(Saved entries)
+ + + + + + +
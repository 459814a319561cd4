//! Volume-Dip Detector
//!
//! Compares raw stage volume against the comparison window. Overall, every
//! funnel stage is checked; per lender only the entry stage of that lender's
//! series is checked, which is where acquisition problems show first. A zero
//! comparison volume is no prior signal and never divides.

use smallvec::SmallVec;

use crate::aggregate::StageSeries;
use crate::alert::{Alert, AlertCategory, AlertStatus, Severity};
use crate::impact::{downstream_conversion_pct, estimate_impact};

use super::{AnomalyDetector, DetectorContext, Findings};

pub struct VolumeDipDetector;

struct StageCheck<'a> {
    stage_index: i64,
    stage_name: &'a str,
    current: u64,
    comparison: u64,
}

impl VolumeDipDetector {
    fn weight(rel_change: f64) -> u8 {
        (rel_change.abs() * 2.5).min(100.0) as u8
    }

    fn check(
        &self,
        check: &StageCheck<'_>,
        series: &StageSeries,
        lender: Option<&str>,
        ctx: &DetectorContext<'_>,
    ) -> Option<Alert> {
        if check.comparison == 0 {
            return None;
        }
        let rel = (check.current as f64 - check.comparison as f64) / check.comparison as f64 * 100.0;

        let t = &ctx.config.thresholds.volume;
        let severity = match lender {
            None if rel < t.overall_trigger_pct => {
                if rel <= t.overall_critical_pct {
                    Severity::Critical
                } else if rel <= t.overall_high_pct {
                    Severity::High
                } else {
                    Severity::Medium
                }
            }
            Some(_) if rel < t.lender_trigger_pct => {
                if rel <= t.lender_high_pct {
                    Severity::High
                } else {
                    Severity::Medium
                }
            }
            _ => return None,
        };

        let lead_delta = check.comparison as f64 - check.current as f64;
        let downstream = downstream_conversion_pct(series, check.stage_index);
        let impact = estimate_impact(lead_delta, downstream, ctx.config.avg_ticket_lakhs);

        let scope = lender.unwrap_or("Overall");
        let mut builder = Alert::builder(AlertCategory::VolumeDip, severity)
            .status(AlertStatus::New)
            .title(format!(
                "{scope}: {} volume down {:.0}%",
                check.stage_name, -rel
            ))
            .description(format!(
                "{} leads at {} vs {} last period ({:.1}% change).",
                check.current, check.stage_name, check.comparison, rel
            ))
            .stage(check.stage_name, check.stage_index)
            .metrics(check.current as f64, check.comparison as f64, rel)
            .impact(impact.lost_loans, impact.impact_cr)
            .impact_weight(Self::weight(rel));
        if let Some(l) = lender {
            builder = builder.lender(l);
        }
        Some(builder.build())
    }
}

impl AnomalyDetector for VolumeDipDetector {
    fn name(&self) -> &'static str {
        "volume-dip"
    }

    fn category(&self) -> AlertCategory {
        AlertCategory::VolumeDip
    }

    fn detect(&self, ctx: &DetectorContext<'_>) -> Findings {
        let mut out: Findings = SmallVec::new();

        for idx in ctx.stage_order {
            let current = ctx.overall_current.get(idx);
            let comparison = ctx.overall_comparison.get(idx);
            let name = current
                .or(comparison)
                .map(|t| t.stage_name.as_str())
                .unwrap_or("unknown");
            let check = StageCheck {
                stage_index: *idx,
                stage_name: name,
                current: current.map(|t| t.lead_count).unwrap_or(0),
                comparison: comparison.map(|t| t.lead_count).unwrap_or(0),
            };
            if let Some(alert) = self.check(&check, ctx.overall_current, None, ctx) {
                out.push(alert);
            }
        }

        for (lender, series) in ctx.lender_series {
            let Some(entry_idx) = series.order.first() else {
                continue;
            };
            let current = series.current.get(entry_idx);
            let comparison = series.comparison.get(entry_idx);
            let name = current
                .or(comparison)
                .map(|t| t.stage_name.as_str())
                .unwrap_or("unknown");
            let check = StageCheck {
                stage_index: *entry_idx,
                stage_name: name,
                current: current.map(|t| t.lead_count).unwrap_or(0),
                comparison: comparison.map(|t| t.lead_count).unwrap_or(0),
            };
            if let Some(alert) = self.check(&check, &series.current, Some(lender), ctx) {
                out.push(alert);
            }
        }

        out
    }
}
+ + + + + + +
Your goal
Since only the total is wanted, work out how many lines of the data above contain "crate" and state it alone.

Reply to the exercise
3